Start of DATASET
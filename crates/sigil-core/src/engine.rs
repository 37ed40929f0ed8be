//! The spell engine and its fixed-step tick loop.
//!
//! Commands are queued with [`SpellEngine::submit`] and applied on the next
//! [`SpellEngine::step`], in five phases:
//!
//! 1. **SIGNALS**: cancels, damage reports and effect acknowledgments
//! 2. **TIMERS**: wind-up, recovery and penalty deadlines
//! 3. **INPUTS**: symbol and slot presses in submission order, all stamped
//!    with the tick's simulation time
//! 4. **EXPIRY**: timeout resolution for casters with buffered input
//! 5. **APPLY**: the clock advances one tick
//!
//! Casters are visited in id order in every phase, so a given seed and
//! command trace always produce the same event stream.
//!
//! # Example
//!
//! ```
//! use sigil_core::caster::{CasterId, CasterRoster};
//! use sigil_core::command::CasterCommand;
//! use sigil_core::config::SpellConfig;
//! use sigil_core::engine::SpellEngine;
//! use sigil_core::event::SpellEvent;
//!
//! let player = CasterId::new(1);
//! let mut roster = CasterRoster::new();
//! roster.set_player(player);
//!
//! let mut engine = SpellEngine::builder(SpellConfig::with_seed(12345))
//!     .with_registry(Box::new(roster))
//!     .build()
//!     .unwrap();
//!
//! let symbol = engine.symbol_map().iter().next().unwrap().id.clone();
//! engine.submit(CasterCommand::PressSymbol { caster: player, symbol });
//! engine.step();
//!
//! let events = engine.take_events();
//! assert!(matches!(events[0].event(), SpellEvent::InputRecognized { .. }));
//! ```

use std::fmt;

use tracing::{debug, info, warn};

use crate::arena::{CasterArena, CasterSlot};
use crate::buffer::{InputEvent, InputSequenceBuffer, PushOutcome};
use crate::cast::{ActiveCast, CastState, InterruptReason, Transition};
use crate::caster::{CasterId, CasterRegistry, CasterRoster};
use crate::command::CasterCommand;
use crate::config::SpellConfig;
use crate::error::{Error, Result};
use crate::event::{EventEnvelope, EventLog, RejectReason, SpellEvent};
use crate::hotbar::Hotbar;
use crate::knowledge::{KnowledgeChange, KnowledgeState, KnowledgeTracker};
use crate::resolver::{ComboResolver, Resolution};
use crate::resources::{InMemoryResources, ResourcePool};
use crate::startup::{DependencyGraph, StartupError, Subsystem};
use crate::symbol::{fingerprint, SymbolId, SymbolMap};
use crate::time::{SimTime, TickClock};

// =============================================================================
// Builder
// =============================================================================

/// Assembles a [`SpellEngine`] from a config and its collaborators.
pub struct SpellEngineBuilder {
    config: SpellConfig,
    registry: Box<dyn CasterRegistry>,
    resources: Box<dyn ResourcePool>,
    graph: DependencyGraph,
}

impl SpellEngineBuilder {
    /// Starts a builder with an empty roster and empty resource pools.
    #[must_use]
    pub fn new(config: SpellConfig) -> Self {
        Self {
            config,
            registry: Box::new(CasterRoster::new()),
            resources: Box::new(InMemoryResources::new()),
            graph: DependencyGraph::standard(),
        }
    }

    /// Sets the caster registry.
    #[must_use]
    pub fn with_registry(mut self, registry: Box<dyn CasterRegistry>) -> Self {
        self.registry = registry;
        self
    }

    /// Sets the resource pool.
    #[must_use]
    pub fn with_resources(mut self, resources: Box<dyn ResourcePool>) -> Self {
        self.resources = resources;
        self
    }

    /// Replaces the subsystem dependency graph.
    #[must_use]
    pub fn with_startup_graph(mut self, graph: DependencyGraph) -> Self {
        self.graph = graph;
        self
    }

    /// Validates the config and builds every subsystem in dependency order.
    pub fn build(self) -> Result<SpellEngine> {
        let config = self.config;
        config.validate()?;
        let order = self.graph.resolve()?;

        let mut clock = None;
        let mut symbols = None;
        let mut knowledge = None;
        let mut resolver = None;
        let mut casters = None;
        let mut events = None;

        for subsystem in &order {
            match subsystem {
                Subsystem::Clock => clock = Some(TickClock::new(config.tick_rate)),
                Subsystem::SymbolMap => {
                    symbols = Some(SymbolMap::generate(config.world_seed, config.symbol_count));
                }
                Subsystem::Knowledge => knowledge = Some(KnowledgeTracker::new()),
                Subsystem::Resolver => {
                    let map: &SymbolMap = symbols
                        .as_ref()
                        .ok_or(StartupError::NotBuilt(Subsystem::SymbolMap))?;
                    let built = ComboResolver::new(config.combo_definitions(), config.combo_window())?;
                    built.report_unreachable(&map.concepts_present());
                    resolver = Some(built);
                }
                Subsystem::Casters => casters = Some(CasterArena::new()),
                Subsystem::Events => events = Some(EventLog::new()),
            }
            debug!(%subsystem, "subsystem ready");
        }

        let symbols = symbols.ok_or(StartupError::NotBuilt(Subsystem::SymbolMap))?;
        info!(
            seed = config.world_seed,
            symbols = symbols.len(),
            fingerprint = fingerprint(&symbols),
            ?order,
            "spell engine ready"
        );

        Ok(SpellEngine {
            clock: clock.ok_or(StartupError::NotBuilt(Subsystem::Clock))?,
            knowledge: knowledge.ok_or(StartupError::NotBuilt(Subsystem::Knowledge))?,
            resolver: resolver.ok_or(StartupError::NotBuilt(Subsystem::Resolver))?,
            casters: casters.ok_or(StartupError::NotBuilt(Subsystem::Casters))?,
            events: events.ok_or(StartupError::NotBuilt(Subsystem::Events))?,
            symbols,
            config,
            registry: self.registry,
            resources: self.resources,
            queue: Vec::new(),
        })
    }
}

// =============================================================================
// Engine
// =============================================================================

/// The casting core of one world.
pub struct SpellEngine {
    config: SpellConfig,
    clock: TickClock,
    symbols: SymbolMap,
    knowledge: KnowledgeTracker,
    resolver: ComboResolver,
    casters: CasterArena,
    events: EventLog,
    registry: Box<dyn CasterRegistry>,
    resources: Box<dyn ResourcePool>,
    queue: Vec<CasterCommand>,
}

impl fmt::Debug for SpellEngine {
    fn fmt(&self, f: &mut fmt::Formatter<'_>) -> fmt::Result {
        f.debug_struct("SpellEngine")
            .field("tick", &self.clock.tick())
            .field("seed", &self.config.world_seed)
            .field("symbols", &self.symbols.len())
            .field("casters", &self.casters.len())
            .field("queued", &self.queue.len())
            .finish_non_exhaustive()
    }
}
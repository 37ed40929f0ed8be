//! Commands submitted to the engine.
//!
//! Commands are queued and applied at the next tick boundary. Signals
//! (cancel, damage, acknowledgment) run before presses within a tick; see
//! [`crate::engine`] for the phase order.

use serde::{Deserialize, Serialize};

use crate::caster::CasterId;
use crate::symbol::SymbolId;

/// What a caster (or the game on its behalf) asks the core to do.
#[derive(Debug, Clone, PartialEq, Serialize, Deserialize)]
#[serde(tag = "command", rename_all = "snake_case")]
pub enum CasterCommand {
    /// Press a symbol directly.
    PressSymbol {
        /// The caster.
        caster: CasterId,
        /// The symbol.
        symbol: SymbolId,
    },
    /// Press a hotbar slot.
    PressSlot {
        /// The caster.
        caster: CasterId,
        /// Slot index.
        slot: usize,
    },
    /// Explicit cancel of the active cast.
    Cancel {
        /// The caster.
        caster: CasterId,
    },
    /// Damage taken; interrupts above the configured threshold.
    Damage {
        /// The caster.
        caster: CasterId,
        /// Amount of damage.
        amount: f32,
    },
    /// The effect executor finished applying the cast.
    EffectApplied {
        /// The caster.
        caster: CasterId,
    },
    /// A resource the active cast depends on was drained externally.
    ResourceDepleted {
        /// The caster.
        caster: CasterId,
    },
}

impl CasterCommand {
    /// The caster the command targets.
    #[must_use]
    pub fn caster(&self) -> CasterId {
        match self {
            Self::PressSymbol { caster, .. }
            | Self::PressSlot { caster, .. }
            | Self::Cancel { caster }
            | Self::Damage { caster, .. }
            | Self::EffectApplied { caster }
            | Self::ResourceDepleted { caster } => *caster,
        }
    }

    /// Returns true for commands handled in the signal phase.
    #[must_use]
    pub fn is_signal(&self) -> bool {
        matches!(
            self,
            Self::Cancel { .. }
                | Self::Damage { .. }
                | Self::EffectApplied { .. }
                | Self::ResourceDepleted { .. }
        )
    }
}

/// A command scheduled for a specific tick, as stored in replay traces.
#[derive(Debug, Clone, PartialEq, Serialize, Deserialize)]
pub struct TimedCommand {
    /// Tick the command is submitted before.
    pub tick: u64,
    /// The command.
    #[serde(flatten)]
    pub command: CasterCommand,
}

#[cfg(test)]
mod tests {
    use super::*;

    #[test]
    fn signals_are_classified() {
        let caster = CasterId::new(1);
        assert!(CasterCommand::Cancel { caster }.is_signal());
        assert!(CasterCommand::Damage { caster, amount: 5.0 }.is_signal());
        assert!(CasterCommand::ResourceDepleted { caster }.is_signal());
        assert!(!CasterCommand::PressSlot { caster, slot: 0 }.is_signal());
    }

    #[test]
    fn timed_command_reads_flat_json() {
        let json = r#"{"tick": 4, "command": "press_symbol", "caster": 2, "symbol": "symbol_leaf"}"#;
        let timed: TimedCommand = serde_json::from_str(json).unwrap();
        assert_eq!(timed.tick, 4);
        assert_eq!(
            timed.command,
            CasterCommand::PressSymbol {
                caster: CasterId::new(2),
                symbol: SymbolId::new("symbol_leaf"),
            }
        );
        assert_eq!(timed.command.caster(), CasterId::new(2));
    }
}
End of DATASET
Start of DATASET
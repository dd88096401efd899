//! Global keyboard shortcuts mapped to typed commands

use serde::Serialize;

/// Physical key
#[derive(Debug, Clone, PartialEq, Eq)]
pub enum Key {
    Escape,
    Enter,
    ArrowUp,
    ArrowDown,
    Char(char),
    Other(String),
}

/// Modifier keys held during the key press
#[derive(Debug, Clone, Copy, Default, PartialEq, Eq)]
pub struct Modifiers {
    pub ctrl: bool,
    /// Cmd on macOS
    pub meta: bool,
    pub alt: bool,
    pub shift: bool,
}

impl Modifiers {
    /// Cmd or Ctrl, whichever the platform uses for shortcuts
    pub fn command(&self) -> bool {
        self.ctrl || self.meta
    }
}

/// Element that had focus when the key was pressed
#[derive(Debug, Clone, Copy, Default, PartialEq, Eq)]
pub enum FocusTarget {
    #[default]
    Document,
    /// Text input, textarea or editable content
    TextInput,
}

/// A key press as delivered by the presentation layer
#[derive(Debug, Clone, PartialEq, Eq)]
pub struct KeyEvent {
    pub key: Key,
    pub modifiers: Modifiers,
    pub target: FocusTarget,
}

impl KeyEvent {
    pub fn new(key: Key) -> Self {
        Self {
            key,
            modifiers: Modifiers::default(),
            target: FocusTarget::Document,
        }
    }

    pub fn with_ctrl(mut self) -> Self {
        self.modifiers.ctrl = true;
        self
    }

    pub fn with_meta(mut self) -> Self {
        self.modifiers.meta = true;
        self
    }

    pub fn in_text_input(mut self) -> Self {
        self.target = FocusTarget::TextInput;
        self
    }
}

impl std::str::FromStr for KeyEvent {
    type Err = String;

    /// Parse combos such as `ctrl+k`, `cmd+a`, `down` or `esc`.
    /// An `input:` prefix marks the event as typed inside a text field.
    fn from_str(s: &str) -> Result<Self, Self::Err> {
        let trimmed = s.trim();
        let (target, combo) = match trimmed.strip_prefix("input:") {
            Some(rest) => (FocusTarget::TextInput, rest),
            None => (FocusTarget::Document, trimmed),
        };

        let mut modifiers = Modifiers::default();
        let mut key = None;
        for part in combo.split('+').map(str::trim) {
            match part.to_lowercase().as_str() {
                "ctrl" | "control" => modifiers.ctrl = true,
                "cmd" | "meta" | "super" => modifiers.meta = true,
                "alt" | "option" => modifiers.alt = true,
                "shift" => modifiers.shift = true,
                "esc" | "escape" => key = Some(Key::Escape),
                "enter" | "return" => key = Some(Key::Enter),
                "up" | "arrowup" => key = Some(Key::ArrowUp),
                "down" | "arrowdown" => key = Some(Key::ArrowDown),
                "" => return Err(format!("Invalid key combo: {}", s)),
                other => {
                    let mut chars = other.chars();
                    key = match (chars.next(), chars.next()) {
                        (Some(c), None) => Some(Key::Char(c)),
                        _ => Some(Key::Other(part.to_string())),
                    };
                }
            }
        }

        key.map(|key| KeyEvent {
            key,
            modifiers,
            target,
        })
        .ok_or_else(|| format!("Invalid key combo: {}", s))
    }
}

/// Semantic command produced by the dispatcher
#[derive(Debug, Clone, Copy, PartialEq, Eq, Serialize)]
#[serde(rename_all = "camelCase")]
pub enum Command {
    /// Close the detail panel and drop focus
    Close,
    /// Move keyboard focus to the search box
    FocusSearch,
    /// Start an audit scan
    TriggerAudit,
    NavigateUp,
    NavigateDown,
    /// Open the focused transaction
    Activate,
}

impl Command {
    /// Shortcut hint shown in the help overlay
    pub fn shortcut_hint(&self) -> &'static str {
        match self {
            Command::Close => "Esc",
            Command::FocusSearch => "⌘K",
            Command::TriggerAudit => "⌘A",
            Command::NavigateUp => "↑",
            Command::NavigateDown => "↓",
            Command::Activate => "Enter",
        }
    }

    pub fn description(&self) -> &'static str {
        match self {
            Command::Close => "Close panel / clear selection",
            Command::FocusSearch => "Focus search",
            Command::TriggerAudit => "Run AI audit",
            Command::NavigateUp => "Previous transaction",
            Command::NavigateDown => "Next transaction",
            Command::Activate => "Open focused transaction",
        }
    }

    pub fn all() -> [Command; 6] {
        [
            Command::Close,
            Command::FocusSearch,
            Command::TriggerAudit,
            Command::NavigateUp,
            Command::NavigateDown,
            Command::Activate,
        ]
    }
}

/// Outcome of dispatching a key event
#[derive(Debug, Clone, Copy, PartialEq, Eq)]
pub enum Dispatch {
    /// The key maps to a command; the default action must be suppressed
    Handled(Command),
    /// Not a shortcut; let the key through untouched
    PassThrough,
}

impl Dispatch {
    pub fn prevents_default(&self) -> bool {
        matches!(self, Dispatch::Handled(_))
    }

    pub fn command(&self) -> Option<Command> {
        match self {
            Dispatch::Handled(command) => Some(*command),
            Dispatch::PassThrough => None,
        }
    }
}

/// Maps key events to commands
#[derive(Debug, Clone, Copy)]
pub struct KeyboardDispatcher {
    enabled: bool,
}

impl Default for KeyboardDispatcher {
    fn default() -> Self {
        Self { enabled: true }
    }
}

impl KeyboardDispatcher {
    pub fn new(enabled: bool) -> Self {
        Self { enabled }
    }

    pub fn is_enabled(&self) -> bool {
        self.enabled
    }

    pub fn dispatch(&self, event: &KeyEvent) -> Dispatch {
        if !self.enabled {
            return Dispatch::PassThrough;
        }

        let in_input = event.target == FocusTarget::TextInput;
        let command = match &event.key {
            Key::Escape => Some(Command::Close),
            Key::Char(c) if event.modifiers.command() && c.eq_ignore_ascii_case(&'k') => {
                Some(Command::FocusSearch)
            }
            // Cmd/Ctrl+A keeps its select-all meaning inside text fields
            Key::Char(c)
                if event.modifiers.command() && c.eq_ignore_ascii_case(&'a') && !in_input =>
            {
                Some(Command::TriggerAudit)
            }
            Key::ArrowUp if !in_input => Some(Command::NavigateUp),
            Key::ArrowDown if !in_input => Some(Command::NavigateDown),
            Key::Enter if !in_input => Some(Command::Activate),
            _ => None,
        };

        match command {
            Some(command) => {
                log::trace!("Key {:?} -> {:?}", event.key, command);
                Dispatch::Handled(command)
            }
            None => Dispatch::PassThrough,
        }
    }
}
End of DATASET
§ **TASK DETAILS**
Of the lines above, output exactly those from the line bearing "filename crates/sigil-core/src/engine.rs" through the line bearing "and penalty deadlines", inclusive.

§ **SOLUTION TO THE EXERCISE**
filename crates/sigil-core/src/engine.rs
repository 37ed40929f0ed8be
//! The spell engine and its fixed-step tick loop.
//!
//! Commands are queued with [`SpellEngine::submit`] and applied on the next
//! [`SpellEngine::step`], in five phases:
//!
//! 1. **SIGNALS**: cancels, damage reports and effect acknowledgments
//! 2. **TIMERS**: wind-up, recovery and penalty deadlines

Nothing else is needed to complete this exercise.